Windows 10 System State restore fails

I'm trying to simulate a disaster recovery on a windows 10 system. The only changes to the system beyond a bare Win10 installation were: Skype installed with credentials saved and a registry entry cr...
  • rlittletht's avatar
    8 years ago

    Sigh. Got it.

    Quick summary: My original restore simulation didn't "overwrite existing files" even if the existing file is newer. All subsequent tests restored System State, and the portion of the registry in question is not part of the System State. So if I had just checked "overwrite existing files" everything would have worked.

    Long story (for anyone wanting to learn from my mistake).

    Simplified Disastry Recovery (SDR) automatically selects everything you need (and a whole lot more) in order to restore the system completely.

    If you manually select items, you better know what you are doing. There are many parts to the Windows registry. MOST of it is backed up with System State (the SYSTEM, DEVICES, SOFTWARE, etc., hives). However, HKEY_CURRENT_USER (for each user) is stored in NTUSER.DAT in the users profile directory. This is NOT backed up as part of the System State backup.

    In order to successfully restore a complete system (or as complete as you backed up), here are some tips:

    First, make sure you have backed up the right things. In my case, I was backing up the entire C:\ drive except for a single subdirectory (__nobackup), so I was fairly confident I had all the raw data backed up.

    Now you have at least 2 things to restore: The System State for the machine and the Files/Folders that you backed up. BOTH of these backups must specify "overwrite existing files" (don't let it skip files that already exist. For the registry, these files will always exist on the restore target machine, and they will always have a newer timestamp than the backup. You must always overwrite).
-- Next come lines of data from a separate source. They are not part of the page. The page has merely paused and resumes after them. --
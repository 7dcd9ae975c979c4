//! Path-related error types.

use std::path::PathBuf;
use thiserror::Error;

/// Errors that can occur during path resolution and directory operations.
#[derive(Debug, Error)]
pub enum PathError {
    /// Could not determine the system data directory.
    #[error("Cannot determine system data directory")]
    NoDataDir,

    /// Could not determine the host executable's location.
    #[error("Cannot determine host executable path: {0}")]
    NoHostExe(String),

    /// A path was expected to be a directory but was not.
    #[error("{0} exists but is not a directory")]
    NotADirectory(PathBuf),

    /// A directory does not exist and creation was not allowed.
    #[error("Directory {0} does not exist")]
    DirectoryNotFound(PathBuf),

    /// Failed to create a directory.
    #[error("Failed to create directory {path}: {reason}")]
    CreateFailed { path: PathBuf, reason: String },

    /// A directory is not writable.
    #[error("Directory {path} is not writable: {reason}")]
    NotWritable { path: PathBuf, reason: String },
}
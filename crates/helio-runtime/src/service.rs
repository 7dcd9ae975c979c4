//! The engine service facade.
//!
//! [`EngineService`] is the one value the UI/IPC boundary talks to. It is
//! built once at startup from explicit environment facts and committed
//! settings — no ambient globals — and owns the resolved engine handle, the
//! directory layout, and the single-flight guard that keeps at most one
//! engine request in flight.
//!
//! The service stays constructible when the engine cannot be located: the
//! application remains interactive and every engine-dependent operation
//! independently reports the stored initialization failure.

use std::path::PathBuf;
use std::time::Duration;

use chrono::Utc;
use helio_core::paths::{AppPaths, EnvironmentFacts};
use helio_core::platform::PlatformProfile;
use helio_core::settings::UserSettings;
use serde::Serialize;
use serde_json::Value;
use tokio::sync::Mutex;
use tracing::{info, warn};

use crate::error::{EngineError, EngineResult};
use crate::executor::{CommandExecutor, EngineRequest, EngineResponse};
use crate::locator::{EngineHandle, EngineLocator};
use crate::provision::{DirectoryLayout, DirectoryProvisioner};
use crate::verify::{EngineVerifier, VerificationReport};

/// Result of a dependency check, passed through to the UI.
#[derive(Debug, Clone, PartialEq, Eq, Serialize)]
pub struct DependencyReport {
    pub available: bool,
    /// Interpreter version string, or `"bundled"` for a self-contained
    /// engine.
    pub version: Option<String>,
    /// Package name to install when `available` is false.
    pub missing: Option<String>,
}

/// Facade over the orchestration components, exposed to the UI boundary.
pub struct EngineService {
    paths: AppPaths,
    profile: PlatformProfile,
    layout: DirectoryLayout,
    executor: CommandExecutor,
    handle: Option<EngineHandle>,
    init_error: Option<EngineError>,
    /// Single-flight guard: at most one engine request in flight; later
    /// callers queue here.
    flight: Mutex<()>,
}

impl EngineService {
    /// Compose the service: resolve paths, provision directories, and locate
    /// the engine.
    ///
    /// Settings must already be committed (first-run setup is the caller's
    /// job). A missing engine does not fail bootstrap — the failure is
    /// stored and re-reported by each engine-dependent operation. Only path
    /// resolution itself is fatal here.
    pub fn bootstrap(facts: &EnvironmentFacts, settings: &UserSettings) -> EngineResult<Self> {
        let paths =
            AppPaths::resolve(facts).map_err(|e| EngineError::Configuration(e.to_string()))?;
        let layout = DirectoryLayout::new(&paths, settings);

        DirectoryProvisioner.provision(&layout);

        let locator = EngineLocator::new(&paths, &facts.profile, facts.mode);
        let (handle, init_error) = match locator.resolve() {
            Ok(handle) => {
                info!(path = %handle.path.display(), origin = ?handle.origin, "engine resolved");
                (Some(handle), None)
            }
            Err(e) => {
                warn!("engine resolution failed: {e}");
                (None, Some(e))
            }
        };

        let executor = CommandExecutor::new(paths.clone(), facts.profile.clone());

        Ok(Self {
            paths,
            profile: facts.profile.clone(),
            layout,
            executor,
            handle,
            init_error,
            flight: Mutex::new(()),
        })
    }

    /// Build a service directly from parts. Used by tests and by embedders
    /// that resolve paths themselves.
    #[must_use]
    pub fn from_parts(
        paths: AppPaths,
        profile: PlatformProfile,
        layout: DirectoryLayout,
        executor: CommandExecutor,
        handle: Option<EngineHandle>,
    ) -> Self {
        Self {
            paths,
            profile,
            layout,
            executor,
            handle,
            init_error: None,
            flight: Mutex::new(()),
        }
    }

    /// Whether an engine handle was established. The only engine state the
    /// UI ever sees.
    #[must_use]
    pub const fn ready(&self) -> bool {
        self.handle.is_some()
    }

    /// The initialization failure, when resolution failed.
    #[must_use]
    pub const fn init_error(&self) -> Option<&EngineError> {
        self.init_error.as_ref()
    }

    /// Resolved roots, for diagnostics display.
    #[must_use]
    pub const fn paths(&self) -> &AppPaths {
        &self.paths
    }

    /// Provisioned directory layout.
    #[must_use]
    pub const fn layout(&self) -> &DirectoryLayout {
        &self.layout
    }

    /// Platform facts the service was built with.
    #[must_use]
    pub const fn profile(&self) -> &PlatformProfile {
        &self.profile
    }

    fn handle(&self) -> EngineResult<&EngineHandle> {
        self.handle.as_ref().ok_or_else(|| match &self.init_error {
            Some(EngineError::Initialization { searched, hint }) => EngineError::Initialization {
                searched: searched.clone(),
                hint: hint.clone(),
            },
            _ => EngineError::Spawn("engine was not initialized".into()),
        })
    }

    /// Run the advisory verification probe and record the result on the
    /// handle. Returns `None` when no handle was established.
    pub async fn verify_engine(&mut self, timeout: Duration) -> Option<VerificationReport> {
        let handle = self.handle.as_ref()?;
        let report = EngineVerifier::with_timeout(timeout)
            .verify(handle, &self.layout)
            .await;

        if let Some(handle) = self.handle.as_mut() {
            handle.verified = report.verified;
        }
        Some(report)
    }

    /// Execute an arbitrary engine command. One process spawn per call; at
    /// most one in flight across the whole service.
    pub async fn run_command(&self, command: &str, args: Vec<String>) -> EngineResponse {
        let handle = self.handle()?;
        let request = EngineRequest::new(command, args);

        let _in_flight = self.flight.lock().await;
        self.executor.execute(&request, handle, &self.layout).await
    }

    /// List available templates, user directory shadowing bundled.
    pub async fn list_templates(&self) -> EngineResult<Vec<String>> {
        let payload = self.run_command("list-templates", vec![]).await?;

        let templates = payload
            .get("templates")
            .and_then(Value::as_array)
            .map(|items| {
                items
                    .iter()
                    .filter_map(Value::as_str)
                    .map(str::to_string)
                    .collect()
            })
            .unwrap_or_default();

        Ok(templates)
    }

    /// Compress an image against a template into a dated text message in the
    /// output directory. Returns the payload and the output path.
    pub async fn compress(
        &self,
        image_path: &str,
        template_name: &str,
        dtg: &str,
    ) -> EngineResult<(Value, PathBuf)> {
        let output_path = self.layout.output_dir.join(format!("{template_name}_{dtg}.txt"));

        let payload = self
            .run_command(
                "compress",
                vec![
                    image_path.to_string(),
                    template_name.to_string(),
                    dtg.to_string(),
                    output_path.to_string_lossy().into_owned(),
                ],
            )
            .await?;

        Ok((payload, output_path))
    }

    /// Decompress a message file back into an image in the output
    /// directory.
    pub async fn decompress(
        &self,
        message_path: &str,
        template_name: &str,
    ) -> EngineResult<(Value, PathBuf)> {
        let output_path = self
            .layout
            .output_dir
            .join(format!("decoded_{}.gif", Utc::now().timestamp_millis()));

        let payload = self
            .run_command(
                "decompress",
                vec![
                    message_path.to_string(),
                    output_path.to_string_lossy().into_owned(),
                    template_name.to_string(),
                ],
            )
            .await?;

        Ok((payload, output_path))
    }

    /// Persist pasted text so file-oriented engine commands can consume it.
    pub fn save_scratch_message(&self, text: &str) -> EngineResult<PathBuf> {
        if !self.layout.output_dir.exists() {
            std::fs::create_dir_all(&self.layout.output_dir)
                .map_err(|e| EngineError::Configuration(e.to_string()))?;
        }

        let path = self
            .layout
            .output_dir
            .join(format!("scratch_message_{}.txt", Utc::now().timestamp_millis()));
        std::fs::write(&path, text).map_err(|e| EngineError::Configuration(e.to_string()))?;
        Ok(path)
    }

    /// Check whether the engine's runtime dependencies are satisfied.
    ///
    /// A bundled engine carries everything it needs; a system interpreter is
    /// probed for its version and for the modules the engine imports.
    pub async fn check_dependencies(&self) -> EngineResult<DependencyReport> {
        let handle = self.handle()?;

        if handle.is_bundled() {
            return Ok(DependencyReport {
                available: true,
                version: Some("bundled".into()),
                missing: None,
            });
        }

        let Some(version) = interpreter_version(&handle.path).await else {
            return Ok(DependencyReport {
                available: false,
                version: None,
                missing: Some("python".into()),
            });
        };

        match probe_modules(&handle.path).await {
            Ok(()) => Ok(DependencyReport {
                available: true,
                version: Some(version),
                missing: None,
            }),
            Err(missing) => Ok(DependencyReport {
                available: false,
                version: Some(version),
                missing: Some(missing),
            }),
        }
    }
}

/// Imports the engine's runtime needs; the failing module maps to the
/// package name the user should install.
const MODULE_PROBE: &str = "import cv2, numpy, imageio, yaml; print('OK')";

async fn interpreter_version(interpreter: &std::path::Path) -> Option<String> {
    let output = tokio::process::Command::new(interpreter)
        .arg("--version")
        .output()
        .await
        .ok()?;

    if !output.status.success() {
        return None;
    }

    // Older interpreters print the version to stderr.
    let stdout = String::from_utf8_lossy(&output.stdout).trim().to_string();
    if stdout.is_empty() {
        let stderr = String::from_utf8_lossy(&output.stderr).trim().to_string();
        if stderr.is_empty() { None } else { Some(stderr) }
    } else {
        Some(stdout)
    }
}

async fn probe_modules(interpreter: &std::path::Path) -> Result<(), String> {
    let output = tokio::process::Command::new(interpreter)
        .arg("-c")
        .arg(MODULE_PROBE)
        .output()
        .await
        .map_err(|e| e.to_string())?;

    if output.status.success() && String::from_utf8_lossy(&output.stdout).contains("OK") {
        return Ok(());
    }

    let stderr = String::from_utf8_lossy(&output.stderr);
    Err(missing_package_for(&stderr).to_string())
}

/// Map an import failure to the installable package name.
fn missing_package_for(stderr: &str) -> &'static str {
    if stderr.contains("cv2") {
        "opencv-python"
    } else if stderr.contains("numpy") {
        "numpy"
    } else if stderr.contains("imageio") {
        "imageio"
    } else if stderr.contains("yaml") {
        "pyyaml"
    } else {
        "unknown"
    }
}

#[cfg(test)]
mod tests {
    use super::*;

    #[test]
    fn missing_package_mapping_covers_known_modules() {
        assert_eq!(
            missing_package_for("ModuleNotFoundError: No module named 'cv2'"),
            "opencv-python"
        );
        assert_eq!(
            missing_package_for("ModuleNotFoundError: No module named 'yaml'"),
            "pyyaml"
        );
        assert_eq!(missing_package_for("something else entirely"), "unknown");
    }
}
//! Doctor command handler.
//!
//! Walks the full startup sequence and reports each stage instead of
//! aborting on the first failure: resolution, the verification probe, and
//! the runtime dependency check.

use anyhow::Result;

use helio_core::settings::UserSettings;
use helio_runtime::verify::DEFAULT_VERIFY_TIMEOUT;
use helio_runtime::{EngineService, VerificationOutcome, VerificationReport};

use crate::bootstrap::open_store;

/// Diagnose the engine installation.
pub async fn execute() -> Result<()> {
    let (facts, paths, store) = open_store()?;
    let settings = store
        .load()
        .unwrap_or_else(|| UserSettings::defaults(&paths.exe_root));

    let mut service = EngineService::bootstrap(&facts, &settings)?;

    if let Some(error) = service.init_error() {
        println!("engine:       NOT FOUND");
        println!();
        println!("{error}");
        println!();
        println!("{}", VerificationReport::troubleshooting(facts.profile.os));
        return Ok(());
    }
    println!("engine:       ok");

    match service.verify_engine(DEFAULT_VERIFY_TIMEOUT).await {
        Some(report) if report.verified => println!("verification: ok"),
        Some(report) => {
            println!("verification: FAILED");
            match report.outcome {
                VerificationOutcome::EngineFailure {
                    code,
                    stdout,
                    stderr,
                } => {
                    println!("  exit code: {code:?}");
                    if !stderr.trim().is_empty() {
                        println!("  stderr: {}", stderr.trim());
                    }
                    if !stdout.trim().is_empty() {
                        println!("  stdout: {}", stdout.trim());
                    }
                }
                VerificationOutcome::TimedOut { elapsed } => {
                    println!("  probe timed out after {elapsed:?}");
                }
                VerificationOutcome::SpawnFailed(reason) => {
                    println!("  failed to start: {reason}");
                }
                VerificationOutcome::Passed => {}
            }
            println!();
            println!("{}", VerificationReport::troubleshooting(facts.profile.os));
        }
        None => println!("verification: skipped (no engine)"),
    }

    let report = service.check_dependencies().await?;
    if report.available {
        println!(
            "dependencies: ok ({})",
            report.version.as_deref().unwrap_or("unknown")
        );
    } else {
        println!("dependencies: MISSING");
        if let Some(package) = report.missing {
            println!("  install: {package}");
        }
    }

    Ok(())
}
    For Windows 8 and later machines, you will run into a ton of Access Denied errors due to the new app model with Windows (TrustedInstaller owns files in the Program Files/WindowsApps folder, and even Backup Operators can't write into those folders). These Access Denied errors will ultimately cause the restore to report an overall FAILURE (I wish Backup Exec would list those as exclusions instead of an overall restore failure!).

    After you reboot the target machine, you should have the entire registry as well as files/folders restored.